Aquellos maravillosos pornos alemanes
En 80's, Webs Hace poco, mis compañeros putalocurianos os dirigían a una web con cantidad de páginas escaneadas de antiguas revistas porno, muchas de ellas de los 70, que nos ayudaban a retratar no solo como se entendía el porno por entonces, sino que nos servía como ventana a una sociedad, unas costumbres y una moda de pensar.  Hoy os traigo un enlace similar, aunque no exactamente igual. Una página que recopila cientos de carátulas de porno aleman añejo, principalmente de los 80.

Es relativamente sencillo encontrar las portadas de títulos americanos de la década de la laca y el AOR. Pero cuando hablamos de sus primos europeos, la cosa se pone más complicada. En aquella época, la industria europea estaba totalmente descentralizada (para bien). El star-system europeo, era escaso, al margen de nombres como Ciccolina, Moana Pozzi o Gabriel Pontello. Sus autores eran famosos, sobre todo, en sus propios países. En Francia o Italia … se producían pornos extraños, con querencia por el fetichismo e influido muchas veces por la serie “S”. Pero, a la vez, conservaban un sentido del humor y también, de la perversión (que en muchos casos va unido) más cercano a las sensibilidades europeas.
Y luego estaban los alemanes.

Lo de esta gente era para darles de comer aparte. Ellos, desde el principio, dejaron claro que les gustaba era el sexo más duro. Palabras como “Bizarre“, “Faust” o “Pissen” se repetían en los estuches de las cintas de video, adornando fotografías de tipos bigotudos haciendo suyo aquello de “Puños fuera” que decía Mazinger, acompañados de señoritas de cabellos rizados, cierto sobrepeso y tamañas cantidades de maquillaje que, en caso de aplicar una toalla sobre el rostro de la mujer, tendríamos una nueva versión de la sábana santa.
 Mientras que en el porno americano, protagonizado por chicas altas, rubias cardadísimas, era imposible ver anales o lluvias doradas, en Alemania lideraron el porno europeo gracias precisamente a esto, a la serie Z, a cosas rodadas en un cuarto durante una tarde. A enseñarnos mil guarrerías practicadas a chicas, digámoslo ya claro, más feuchas, pero que solían aparentar estar más que dispuestas a las prácticas. Quién sabe. Recordemos que la pornografía estaba prohibida en la RDA con lo cual, seguramente, fuera vista como un símbolo de la “libertad” y democracia que disfrutaban al otro lado del muro. Y tras su caída, lo seguiría simbolizando, ahora para los antiguos comunistas… Así que venga: hagamos todo tipo de cerderías y grabémoslas, que para eso somos, al fin, libres para hacerlo. Una vez más, política y porno, cogidas de la mano, como sucedió, sin ir más lejos, en nuestro país.

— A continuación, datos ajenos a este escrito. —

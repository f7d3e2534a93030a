//! The recorded step vocabulary: init steps, render steps, and the per-pass
//! render commands.
//!
//! Steps are data, not closures. The producer records them on its own thread
//! and the runner consumes each batch by value on the context thread, in
//! recorded order, exactly once. The enums are deliberately wildcard-free in
//! the runner's dispatch so a new step or command variant fails to compile
//! until every interpreter handles it.

use std::sync::Arc;

use crate::device::{
    AspectMask, BlendFactor, BlendOp, BlitFilter, ColorWriteMask, CompareFunc, CullFace,
    DataFormat, FrontFace, IndexFormat, Offset2D, Primitive, Rect2D, StencilOp, TextureFilter,
    TextureWrap, ViewportRect,
};
use crate::resource::{BufferId, FramebufferId, InputLayoutId, ProgramId, ShaderId, TextureId};

/// Bulk bytes attached to an upload step.
///
/// `Owned` transfers ownership into the step: the runner frees the allocation
/// immediately after the device call that consumes it, so peak memory during
/// replay is one payload, not the whole batch. `Shared` only drops the
/// runner's reference; other holders keep the allocation alive.
#[derive(Clone, Debug)]
pub enum Payload {
    Owned(Box<[u8]>),
    Shared(Arc<[u8]>),
}

impl Payload {
    pub fn bytes(&self) -> &[u8] {
        match self {
            Payload::Owned(data) => data,
            Payload::Shared(data) => data,
        }
    }

    pub fn len(&self) -> usize {
        self.bytes().len()
    }

    pub fn is_empty(&self) -> bool {
        self.bytes().is_empty()
    }
}

impl From<Vec<u8>> for Payload {
    fn from(data: Vec<u8>) -> Self {
        Payload::Owned(data.into_boxed_slice())
    }
}

impl From<Box<[u8]>> for Payload {
    fn from(data: Box<[u8]>) -> Self {
        Payload::Owned(data)
    }
}

impl From<Arc<[u8]>> for Payload {
    fn from(data: Arc<[u8]>) -> Self {
        Payload::Shared(data)
    }
}

/// How a uniform command names its target: a pre-registered query index
/// (fast path) or a name looked up in the bound program's query table.
#[derive(Clone, Debug, PartialEq, Eq)]
pub enum UniformRef {
    Query(usize),
    Name(String),
}

/// One-time resource creation and upload steps, replayed before any render
/// step of the same frame.
#[derive(Debug)]
pub enum InitStep {
    CreateTexture {
        texture: TextureId,
    },
    CreateBuffer {
        buffer: BufferId,
        size: usize,
    },
    BufferSubData {
        buffer: BufferId,
        offset: usize,
        data: Payload,
    },
    CreateShader {
        shader: ShaderId,
        source: Payload,
    },
    CreateProgram {
        program: ProgramId,
        shaders: Vec<ShaderId>,
        support_dual_source: bool,
    },
    CreateInputLayout {
        input_layout: InputLayoutId,
    },
    CreateFramebuffer {
        framebuffer: FramebufferId,
    },
    TextureImage {
        texture: TextureId,
        level: u32,
        format: DataFormat,
        width: u32,
        height: u32,
        data: Option<Payload>,
        linear_filter: bool,
    },
    TextureSubData {
        texture: TextureId,
        level: u32,
        x: u32,
        y: u32,
        width: u32,
        height: u32,
        format: DataFormat,
        data: Payload,
    },
}

/// Top-level render work: passes and inter-resource transfers.
#[derive(Debug)]
pub enum RenderStep {
    /// A render pass against `framebuffer`, or the backbuffer when `None`.
    Render {
        framebuffer: Option<FramebufferId>,
        commands: Vec<RenderCommand>,
    },
    /// Region copy between two offscreen framebuffers via the copy-image
    /// paths. `aspect` selects exactly one of color or depth.
    Copy {
        src: FramebufferId,
        dst: FramebufferId,
        src_rect: Rect2D,
        dst_pos: Offset2D,
        aspect: AspectMask,
    },
    /// Stretching blit between two offscreen framebuffers, with independent
    /// source and destination rectangles.
    Blit {
        src: FramebufferId,
        dst: FramebufferId,
        src_rect: Rect2D,
        dst_rect: Rect2D,
        aspect: AspectMask,
        filter: BlitFilter,
    },
    /// Synchronous pixel readback into the runner's staging buffer.
    Readback {
        framebuffer: Option<FramebufferId>,
        src_rect: Rect2D,
        aspect: AspectMask,
    },
    /// Synchronous readback of a texture mip level region (desktop only).
    ReadbackImage {
        texture: TextureId,
        mip_level: u32,
        src_rect: Rect2D,
    },
}

/// Commands inside a render pass. Rectangles arrive top-left origin; the
/// runner flips `Viewport` and `Scissor` only when the pass targets the
/// backbuffer.
#[derive(Debug)]
pub enum RenderCommand {
    DepthTest {
        enabled: bool,
        write: bool,
        func: CompareFunc,
    },
    Blend {
        enabled: bool,
        op_color: BlendOp,
        op_alpha: BlendOp,
        src_color: BlendFactor,
        dst_color: BlendFactor,
        src_alpha: BlendFactor,
        dst_alpha: BlendFactor,
        mask: ColorWriteMask,
    },
    /// `color` is packed RGBA8, red in the low byte.
    Clear {
        color: u32,
        depth: f32,
        stencil: u8,
        mask: AspectMask,
    },
    BlendColor {
        color: [f32; 4],
    },
    Viewport {
        rect: ViewportRect,
    },
    Scissor {
        rect: Rect2D,
    },
    /// Uploads `count` (1-4) components from the front of `values`.
    UniformF32 {
        uniform: UniformRef,
        count: u8,
        values: [f32; 4],
    },
    UniformI32 {
        uniform: UniformRef,
        count: u8,
        values: [i32; 4],
    },
    UniformMatrix4 {
        uniform: UniformRef,
        values: [f32; 16],
    },
    StencilFunc {
        enabled: bool,
        func: CompareFunc,
        reference: u8,
        compare_mask: u8,
    },
    StencilOp {
        stencil_fail: StencilOp,
        depth_fail: StencilOp,
        pass: StencilOp,
        write_mask: u8,
    },
    BindTexture {
        slot: u32,
        texture: Option<TextureId>,
    },
    BindProgram {
        program: ProgramId,
    },
    /// Reconciles enabled attribute arrays with the layout's mask, then
    /// points every entry at the bound vertex buffer plus `offset`.
    BindInputLayout {
        input_layout: InputLayoutId,
        offset: usize,
    },
    BindVertexBuffer {
        buffer: Option<BufferId>,
    },
    BindIndexBuffer {
        buffer: Option<BufferId>,
    },
    GenerateMipmap,
    Draw {
        mode: Primitive,
        first: u32,
        count: u32,
    },
    DrawIndexed {
        mode: Primitive,
        count: u32,
        format: IndexFormat,
        offset: usize,
        instances: u32,
    },
    TextureSampler {
        wrap_s: TextureWrap,
        wrap_t: TextureWrap,
        mag_filter: TextureFilter,
        min_filter: TextureFilter,
        /// 0.0 leaves anisotropy untouched.
        anisotropy: f32,
    },
    Raster {
        cull_enable: bool,
        cull_face: CullFace,
        front_face: FrontFace,
        dither: bool,
    },
}
//! Producer-visible resource handles and the records the runner fills in as
//! init steps execute.
//!
//! Handles are plain indices into [`Resources`]; the producer hands them out
//! at record time and the runner resolves them during replay. A handle used
//! before its create step has executed is a producer bug and indexing panics.

use std::ops::{Index, IndexMut};

use crate::device::{
    AttribType, BufferName, BufferTarget, BufferUsageHint, FramebufferName, ProgramName,
    RenderbufferName, ShaderName, ShaderStage, TextureName, TextureTarget,
};

/// Lightweight handle to a texture record.
#[derive(Clone, Copy, Debug, PartialEq, Eq, Hash)]
pub struct TextureId(pub u32);

/// Lightweight handle to a buffer record.
#[derive(Clone, Copy, Debug, PartialEq, Eq, Hash)]
pub struct BufferId(pub u32);

/// Lightweight handle to a shader record.
#[derive(Clone, Copy, Debug, PartialEq, Eq, Hash)]
pub struct ShaderId(pub u32);

/// Lightweight handle to a program record.
#[derive(Clone, Copy, Debug, PartialEq, Eq, Hash)]
pub struct ProgramId(pub u32);

/// Lightweight handle to an input-layout record.
#[derive(Clone, Copy, Debug, PartialEq, Eq, Hash)]
pub struct InputLayoutId(pub u32);

/// Lightweight handle to a framebuffer record.
#[derive(Clone, Copy, Debug, PartialEq, Eq, Hash)]
pub struct FramebufferId(pub u32);

/// Texture record. `texture` stays `None` until the create step runs.
#[derive(Debug)]
pub struct Texture {
    pub texture: Option<TextureName>,
    pub target: TextureTarget,
}

/// Buffer record. Target and usage are fixed at record time.
#[derive(Debug)]
pub struct Buffer {
    pub buffer: Option<BufferName>,
    pub target: BufferTarget,
    pub usage: BufferUsageHint,
}

/// Shader record. `valid` flips to true only after a successful compile.
#[derive(Debug)]
pub struct Shader {
    pub shader: Option<ShaderName>,
    pub stage: ShaderStage,
    pub valid: bool,
}

/// Vertex attribute name bound to a fixed location before link.
#[derive(Clone, Debug, PartialEq, Eq)]
pub struct AttribSemantic {
    pub location: u32,
    pub name: String,
}

/// A uniform the producer wants resolved at link time. `location` is -1
/// until the program links, and stays -1 if the uniform is absent.
#[derive(Clone, Debug, PartialEq, Eq)]
pub struct UniformQuery {
    pub name: String,
    pub location: i32,
}

/// One-shot integer uniform upload run right after a successful link
/// (sampler slot assignments, typically).
#[derive(Clone, Copy, Debug, PartialEq, Eq)]
pub struct UniformInitializer {
    /// Index into the program's query table.
    pub query: usize,
    pub value: i32,
}

/// Program record: attribute semantics and the uniform query table are
/// recorded up front, the rest is filled in when the create step links.
#[derive(Debug)]
pub struct Program {
    pub program: Option<ProgramName>,
    pub semantics: Vec<AttribSemantic>,
    pub uniforms: Vec<UniformQuery>,
    pub initializers: Vec<UniformInitializer>,
    pub valid: bool,
}

impl Program {
    pub fn new(semantics: Vec<AttribSemantic>) -> Self {
        Self {
            program: None,
            semantics,
            uniforms: Vec::new(),
            initializers: Vec::new(),
            valid: false,
        }
    }

    /// Registers a uniform to resolve at link time; returns its query index.
    pub fn add_uniform_query(&mut self, name: impl Into<String>) -> usize {
        self.uniforms.push(UniformQuery {
            name: name.into(),
            location: -1,
        });
        self.uniforms.len() - 1
    }

    /// Schedules an integer upload for right after link.
    pub fn add_initializer(&mut self, query: usize, value: i32) {
        self.initializers.push(UniformInitializer { query, value });
    }

    /// Looks up a resolved location by name. `None` covers both unknown
    /// names and uniforms the driver reported absent.
    pub fn uniform_location(&self, name: &str) -> Option<i32> {
        self.uniforms
            .iter()
            .find(|q| q.name == name)
            .map(|q| q.location)
            .filter(|&loc| loc >= 0)
    }
}

/// One vertex attribute of an input layout.
#[derive(Clone, Copy, Debug, PartialEq, Eq)]
pub struct InputLayoutEntry {
    pub location: u32,
    pub count: u8,
    pub ty: AttribType,
    pub normalized: bool,
    pub stride: u32,
    pub offset: usize,
}

/// Input-layout record: fully producer-side, the create step issues no
/// device calls. `semantics_mask` has one bit set per attribute location.
#[derive(Debug)]
pub struct InputLayout {
    pub semantics_mask: u32,
    pub entries: Vec<InputLayoutEntry>,
}

impl InputLayout {
    pub fn new(entries: Vec<InputLayoutEntry>) -> Self {
        let mut semantics_mask = 0;
        for entry in &entries {
            semantics_mask |= 1 << entry.location;
        }
        Self {
            semantics_mask,
            entries,
        }
    }
}

/// Offscreen framebuffer record: a color texture plus an optional combined
/// depth-stencil renderbuffer, all created by the create step.
#[derive(Debug)]
pub struct Framebuffer {
    pub framebuffer: Option<FramebufferName>,
    pub width: u32,
    pub height: u32,
    pub color: Texture,
    pub z_stencil: bool,
    pub z_stencil_buffer: Option<RenderbufferName>,
}

impl Framebuffer {
    pub fn new(width: u32, height: u32, z_stencil: bool) -> Self {
        Self {
            framebuffer: None,
            width,
            height,
            color: Texture {
                texture: None,
                target: TextureTarget::Texture2d,
            },
            z_stencil,
            z_stencil_buffer: None,
        }
    }
}

/// Arena of all recorded resources, indexed by the typed ids.
#[derive(Debug, Default)]
pub struct Resources {
    textures: Vec<Texture>,
    buffers: Vec<Buffer>,
    shaders: Vec<Shader>,
    programs: Vec<Program>,
    input_layouts: Vec<InputLayout>,
    framebuffers: Vec<Framebuffer>,
}

impl Resources {
    pub fn new() -> Self {
        Self::default()
    }

    pub fn add_texture(&mut self, target: TextureTarget) -> TextureId {
        self.textures.push(Texture {
            texture: None,
            target,
        });
        TextureId(self.textures.len() as u32 - 1)
    }

    pub fn add_buffer(&mut self, target: BufferTarget, usage: BufferUsageHint) -> BufferId {
        self.buffers.push(Buffer {
            buffer: None,
            target,
            usage,
        });
        BufferId(self.buffers.len() as u32 - 1)
    }

    pub fn add_shader(&mut self, stage: ShaderStage) -> ShaderId {
        self.shaders.push(Shader {
            shader: None,
            stage,
            valid: false,
        });
        ShaderId(self.shaders.len() as u32 - 1)
    }

    pub fn add_program(&mut self, program: Program) -> ProgramId {
        self.programs.push(program);
        ProgramId(self.programs.len() as u32 - 1)
    }

    pub fn add_input_layout(&mut self, layout: InputLayout) -> InputLayoutId {
        self.input_layouts.push(layout);
        InputLayoutId(self.input_layouts.len() as u32 - 1)
    }

    pub fn add_framebuffer(&mut self, width: u32, height: u32, z_stencil: bool) -> FramebufferId {
        self.framebuffers.push(Framebuffer::new(width, height, z_stencil));
        FramebufferId(self.framebuffers.len() as u32 - 1)
    }
}

impl Index<TextureId> for Resources {
    type Output = Texture;

    fn index(&self, id: TextureId) -> &Texture {
        &self.textures[id.0 as usize]
    }
}

impl IndexMut<TextureId> for Resources {
    fn index_mut(&mut self, id: TextureId) -> &mut Texture {
        &mut self.textures[id.0 as usize]
    }
}

impl Index<BufferId> for Resources {
    type Output = Buffer;

    fn index(&self, id: BufferId) -> &Buffer {
        &self.buffers[id.0 as usize]
    }
}

impl IndexMut<BufferId> for Resources {
    fn index_mut(&mut self, id: BufferId) -> &mut Buffer {
        &mut self.buffers[id.0 as usize]
    }
}

impl Index<ShaderId> for Resources {
    type Output = Shader;

    fn index(&self, id: ShaderId) -> &Shader {
        &self.shaders[id.0 as usize]
    }
}

impl IndexMut<ShaderId> for Resources {
    fn index_mut(&mut self, id: ShaderId) -> &mut Shader {
        &mut self.shaders[id.0 as usize]
    }
}

impl Index<ProgramId> for Resources {
    type Output = Program;

    fn index(&self, id: ProgramId) -> &Program {
        &self.programs[id.0 as usize]
    }
}

impl IndexMut<ProgramId> for Resources {
    fn index_mut(&mut self, id: ProgramId) -> &mut Program {
        &mut self.programs[id.0 as usize]
    }
}

impl Index<InputLayoutId> for Resources {
    type Output = InputLayout;

    fn index(&self, id: InputLayoutId) -> &InputLayout {
        &self.input_layouts[id.0 as usize]
    }
}

impl IndexMut<InputLayoutId> for Resources {
    fn index_mut(&mut self, id: InputLayoutId) -> &mut InputLayout {
        &mut self.input_layouts[id.0 as usize]
    }
}

impl Index<FramebufferId> for Resources {
    type Output = Framebuffer;

    fn index(&self, id: FramebufferId) -> &Framebuffer {
        &self.framebuffers[id.0 as usize]
    }
}

impl IndexMut<FramebufferId> for Resources {
    fn index_mut(&mut self, id: FramebufferId) -> &mut Framebuffer {
        &mut self.framebuffers[id.0 as usize]
    }
}
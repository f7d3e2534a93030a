//! Small pixel conversions used by clears and readback copies.
//!
//! All row converters take tightly packed RGBA8 input (red in the first
//! byte) and write little-endian output. Packed 16-bit formats place red in
//! the most significant bits, as the format names read.

/// Unpacks a packed RGBA8 color (red in the low byte) into normalized floats.
pub fn unpack_rgba8(color: u32) -> [f32; 4] {
    let [r, g, b, a] = color.to_le_bytes();
    [
        r as f32 / 255.0,
        g as f32 / 255.0,
        b as f32 / 255.0,
        a as f32 / 255.0,
    ]
}

/// Swaps the red and blue channels of one RGBA8 row into `dst`.
pub fn swizzle_rgba8_to_bgra8(src: &[u8], dst: &mut [u8]) {
    debug_assert_eq!(src.len(), dst.len());
    for (src_px, dst_px) in src.chunks_exact(4).zip(dst.chunks_exact_mut(4)) {
        dst_px[0] = src_px[2];
        dst_px[1] = src_px[1];
        dst_px[2] = src_px[0];
        dst_px[3] = src_px[3];
    }
}

/// Packs one RGBA8 row to R5G6B5, dropping alpha.
pub fn pack_rgba8_to_r5g6b5(src: &[u8], dst: &mut [u8]) {
    debug_assert_eq!(src.len() / 4, dst.len() / 2);
    for (src_px, dst_px) in src.chunks_exact(4).zip(dst.chunks_exact_mut(2)) {
        let r = (src_px[0] >> 3) as u16;
        let g = (src_px[1] >> 2) as u16;
        let b = (src_px[2] >> 3) as u16;
        let packed = (r << 11) | (g << 5) | b;
        dst_px.copy_from_slice(&packed.to_le_bytes());
    }
}

/// Packs one RGBA8 row to R5G5B5A1; alpha becomes a 1-bit threshold at 128.
pub fn pack_rgba8_to_r5g5b5a1(src: &[u8], dst: &mut [u8]) {
    debug_assert_eq!(src.len() / 4, dst.len() / 2);
    for (src_px, dst_px) in src.chunks_exact(4).zip(dst.chunks_exact_mut(2)) {
        let r = (src_px[0] >> 3) as u16;
        let g = (src_px[1] >> 3) as u16;
        let b = (src_px[2] >> 3) as u16;
        let a = (src_px[3] >= 128) as u16;
        let packed = (r << 11) | (g << 6) | (b << 1) | a;
        dst_px.copy_from_slice(&packed.to_le_bytes());
    }
}

/// Packs one RGBA8 row to R4G4B4A4.
pub fn pack_rgba8_to_r4g4b4a4(src: &[u8], dst: &mut [u8]) {
    debug_assert_eq!(src.len() / 4, dst.len() / 2);
    for (src_px, dst_px) in src.chunks_exact(4).zip(dst.chunks_exact_mut(2)) {
        let r = (src_px[0] >> 4) as u16;
        let g = (src_px[1] >> 4) as u16;
        let b = (src_px[2] >> 4) as u16;
        let a = (src_px[3] >> 4) as u16;
        let packed = (r << 12) | (g << 8) | (b << 4) | a;
        dst_px.copy_from_slice(&packed.to_le_bytes());
    }
}
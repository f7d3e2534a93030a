//! Shared helpers for the integration tests.

use glrelay::{DeviceCaps, QueueRunner, Resources, TraceDevice};

/// Routes `tracing` output into the test harness capture. Safe to call from
/// every test; only the first call installs a subscriber.
#[allow(dead_code)]
pub fn init_tracing() {
    let _ = tracing_subscriber::fmt().with_test_writer().try_init();
}

/// A runner with device objects created against a fresh recording device and
/// a 1280x720 default target. The device's call log starts empty.
#[allow(dead_code)]
pub fn ready_runner(caps: DeviceCaps) -> (QueueRunner, TraceDevice, Resources) {
    init_tracing();
    let mut runner = QueueRunner::new(caps);
    let mut dev = TraceDevice::new();
    runner.set_target_size(1280, 720);
    runner.create_device_objects(&mut dev);
    dev.clear_calls();
    (runner, dev, Resources::new())
}
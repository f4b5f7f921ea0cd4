//! Messages exchanged by the IBFT consensus protocol.
use std::fmt;

/// A protocol instance identifier: the height of the block being agreed on
/// and the retry round within that height.
/// The derived ordering is lexicographic (height first), which is exactly
/// the "newer view" ordering the protocol needs.
#[derive(Clone, Copy, Debug, Default, PartialEq, Eq, PartialOrd, Ord, Hash)]
pub struct View {
    /// The height of the block this view belongs to.
    pub height: u64,
    /// The round within the height. Incremented on timeout or via a
    /// round change certificate.
    pub round: u64,
}

impl View {
    /// The same height, one round later.
    pub fn next_round(self) -> Self {
        Self {
            height: self.height,
            round: self.round + 1,
        }
    }
}

/// Opaque identifier of a validator node. The engine never interprets it;
/// equality and ordering are all that is needed.
#[derive(Clone, Default, PartialEq, Eq, PartialOrd, Ord, Hash)]
pub struct NodeId(pub Vec<u8>);

impl NodeId {
    /// Node id from a byte string.
    pub fn new(id: impl Into<Vec<u8>>) -> Self {
        Self(id.into())
    }
}

impl fmt::Debug for NodeId {
    fn fmt(&self, fmt: &mut fmt::Formatter<'_>) -> fmt::Result {
        write!(fmt, "node:{}", self.0.escape_ascii())
    }
}

/// Opaque block payload proposed by the proposer of a view.
#[derive(Clone, Default, PartialEq, Eq, Hash)]
pub struct Payload(pub Vec<u8>);

impl Payload {
    /// Payload length in bytes.
    pub fn len(&self) -> usize {
        self.0.len()
    }

    /// Whether the payload is empty.
    pub fn is_empty(&self) -> bool {
        self.0.is_empty()
    }
}

impl fmt::Debug for Payload {
    fn fmt(&self, fmt: &mut fmt::Formatter<'_>) -> fmt::Result {
        write!(fmt, "payload:[{}B]", self.0.len())
    }
}

/// Opaque hash of a block payload. Computed and verified by the application
/// backend; the engine only compares it for equality.
#[derive(Clone, Default, PartialEq, Eq, Hash)]
pub struct PayloadHash(pub Vec<u8>);

impl fmt::Debug for PayloadHash {
    fn fmt(&self, fmt: &mut fmt::Formatter<'_>) -> fmt::Result {
        write!(fmt, "hash:{}", self.0.escape_ascii())
    }
}

/// Discriminant of the four protocol message kinds.
#[derive(Clone, Copy, Debug, PartialEq, Eq, PartialOrd, Ord, Hash)]
pub enum MsgType {
    /// The proposer's block proposal for a view.
    PrePrepare,
    /// A validator's vote for a proposal.
    Prepare,
    /// A validator's commitment to a prepared proposal.
    Commit,
    /// A validator's request to move to a later round.
    RoundChange,
}

impl MsgType {
    /// Human readable label, used in logs and metrics.
    pub fn label(&self) -> &'static str {
        match self {
            Self::PrePrepare => "pre_prepare",
            Self::Prepare => "prepare",
            Self::Commit => "commit",
            Self::RoundChange => "round_change",
        }
    }
}

/// Payload of a PRE-PREPARE message.
#[derive(Clone, Debug, PartialEq, Eq)]
pub struct PrePrepare {
    /// The proposed block.
    pub proposal: Payload,
    /// Hash of the proposed block.
    pub proposal_hash: PayloadHash,
    /// Round change certificate justifying the proposal.
    /// Absent at round 0, mandatory at later rounds.
    pub certificate: Option<RoundChangeCertificate>,
}

/// Payload of a PREPARE message.
#[derive(Clone, Debug, PartialEq, Eq)]
pub struct Prepare {
    /// Hash of the proposal being voted for.
    pub proposal_hash: PayloadHash,
}

/// Payload of a COMMIT message.
#[derive(Clone, Debug, PartialEq, Eq)]
pub struct Commit {
    /// Hash of the proposal being committed.
    pub proposal_hash: PayloadHash,
    /// The sender's signature over the committed value.
    pub committed_seal: Vec<u8>,
}

/// Payload of a ROUND-CHANGE message.
#[derive(Clone, Debug, Default, PartialEq, Eq)]
pub struct RoundChange {
    /// The block this node last prepared within the height, if any.
    pub last_prepared_block: Option<Payload>,
    /// Proof that `last_prepared_block` was prepared at some earlier round.
    pub last_prepared_certificate: Option<PreparedCertificate>,
}

/// The variant-specific payload of a protocol message.
#[derive(Clone, Debug, PartialEq, Eq)]
pub enum ConsensusMsg {
    /// See [`PrePrepare`].
    PrePrepare(PrePrepare),
    /// See [`Prepare`].
    Prepare(Prepare),
    /// See [`Commit`].
    Commit(Commit),
    /// See [`RoundChange`].
    RoundChange(RoundChange),
}

impl ConsensusMsg {
    /// The kind of this message.
    pub fn kind(&self) -> MsgType {
        match self {
            Self::PrePrepare(_) => MsgType::PrePrepare,
            Self::Prepare(_) => MsgType::Prepare,
            Self::Commit(_) => MsgType::Commit,
            Self::RoundChange(_) => MsgType::RoundChange,
        }
    }
}

/// A protocol message: the view it belongs to, the claimed sender and the
/// kind-specific payload. Sender authentication is the transport/backend's
/// business; by the time a message reaches the engine, `from` is trusted
/// exactly as far as `Backend::is_valid_sender` says.
#[derive(Clone, Debug, PartialEq, Eq)]
pub struct Message {
    /// The view this message belongs to.
    pub view: View,
    /// The sender of the message.
    pub from: NodeId,
    /// The kind-specific payload.
    pub msg: ConsensusMsg,
}

impl Message {
    /// The kind of this message.
    pub fn kind(&self) -> MsgType {
        self.msg.kind()
    }

    /// The PRE-PREPARE payload, if this is a proposal.
    pub fn pre_prepare(&self) -> Option<&PrePrepare> {
        match &self.msg {
            ConsensusMsg::PrePrepare(pp) => Some(pp),
            _ => None,
        }
    }

    /// The ROUND-CHANGE payload, if this is a round change.
    pub fn round_change(&self) -> Option<&RoundChange> {
        match &self.msg {
            ConsensusMsg::RoundChange(rc) => Some(rc),
            _ => None,
        }
    }

    /// The proposal hash this message refers to.
    /// ROUND-CHANGE messages carry no hash of their own.
    pub fn proposal_hash(&self) -> Option<&PayloadHash> {
        match &self.msg {
            ConsensusMsg::PrePrepare(pp) => Some(&pp.proposal_hash),
            ConsensusMsg::Prepare(p) => Some(&p.proposal_hash),
            ConsensusMsg::Commit(c) => Some(&c.proposal_hash),
            ConsensusMsg::RoundChange(_) => None,
        }
    }

    /// The committed seal, if this is a COMMIT.
    pub fn committed_seal(&self) -> Option<&[u8]> {
        match &self.msg {
            ConsensusMsg::Commit(c) => Some(&c.committed_seal),
            _ => None,
        }
    }
}

/// Proof that a proposal was prepared at some round: the PRE-PREPARE and the
/// PREPARE votes backing it. Together with the proposal message the votes
/// must reach quorum for the certificate to be valid.
#[derive(Clone, Debug, PartialEq, Eq)]
pub struct PreparedCertificate {
    /// The PRE-PREPARE that was accepted. Boxed to break the type cycle
    /// with [`RoundChange`], which embeds certificates in messages.
    pub proposal_message: Box<Message>,
    /// The PREPARE votes matching the proposal.
    pub prepare_messages: Vec<Message>,
}

/// A quorum of ROUND-CHANGE messages justifying entry into a later round.
#[derive(Clone, Debug, Default, PartialEq, Eq)]
pub struct RoundChangeCertificate(pub Vec<Message>);

impl RoundChangeCertificate {
    /// Number of round change messages in the certificate.
    pub fn len(&self) -> usize {
        self.0.len()
    }

    /// Whether the certificate carries no messages at all.
    pub fn is_empty(&self) -> bool {
        self.0.is_empty()
    }
}

/// A validator's signature over a committed value, paired with its identity.
/// Collected from COMMIT messages and handed to the application on insert.
#[derive(Clone, Debug, PartialEq, Eq)]
pub struct CommittedSeal {
    /// The validator that produced the seal.
    pub signer: NodeId,
    /// The signature bytes.
    pub signature: Vec<u8>,
}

Es posible que muchos de vosotros recordéis portadas semejantes. Los más jóvenes, o los que no habéis tenido mucha costumbre de trastear por videoclubs o sexshops seguramente penséis que os hablo en chino. Pero en su día suponía un muy bien venido cambio en nuestra alimentación pornoerótica. Lo mejor de todo era las sorpresas que te llevabas. Te llevabas una película que ponía “anal noseque”, para ver un poquito de esta magna especialidad, y te acababas econtrando también el tío penetrado analmente por un consolador que manejaba la chica, vestidos todos de latex. Aquí o follamos todos o la puta al río. Nunca mejor dicho.

Magma es de las poquita empresas reconocibles, que contaba con directores y actrices destacados y que se encargaban de publicitar, y que marcaron el camino a seguir, por ejemplo, para John Thompson y su GGG / 666. Pero yo, desde aquí, quiero recordar y mandar un fuerte abrazo a todos esos héroes anónimos del porno aleman , esas valkirias treintañeras teñidas, esas putas reconvertidas a actrices durante un par de meses, a esos tipos panzones con bigote, que nunca pensaron en “hacer carrera” en el porno, sino en divertirse y sacarse unas cuantas perras, sin salir nunca del anonimato. Hoy, más que nunca, que tenemos en el emule y en inet toda la perversión que queramos, se aprecia aún más la labor de estos pioneros.

Y si todo lo que os digo os parece una gilipollez, al menos habéis visto una foto de dos tías bebiendo de una lata introducida en el recto de una mujer. Con lo cual me doy por satisfecho. Ahora, si me disculpan, voy a beber algo que me ha entrado sed.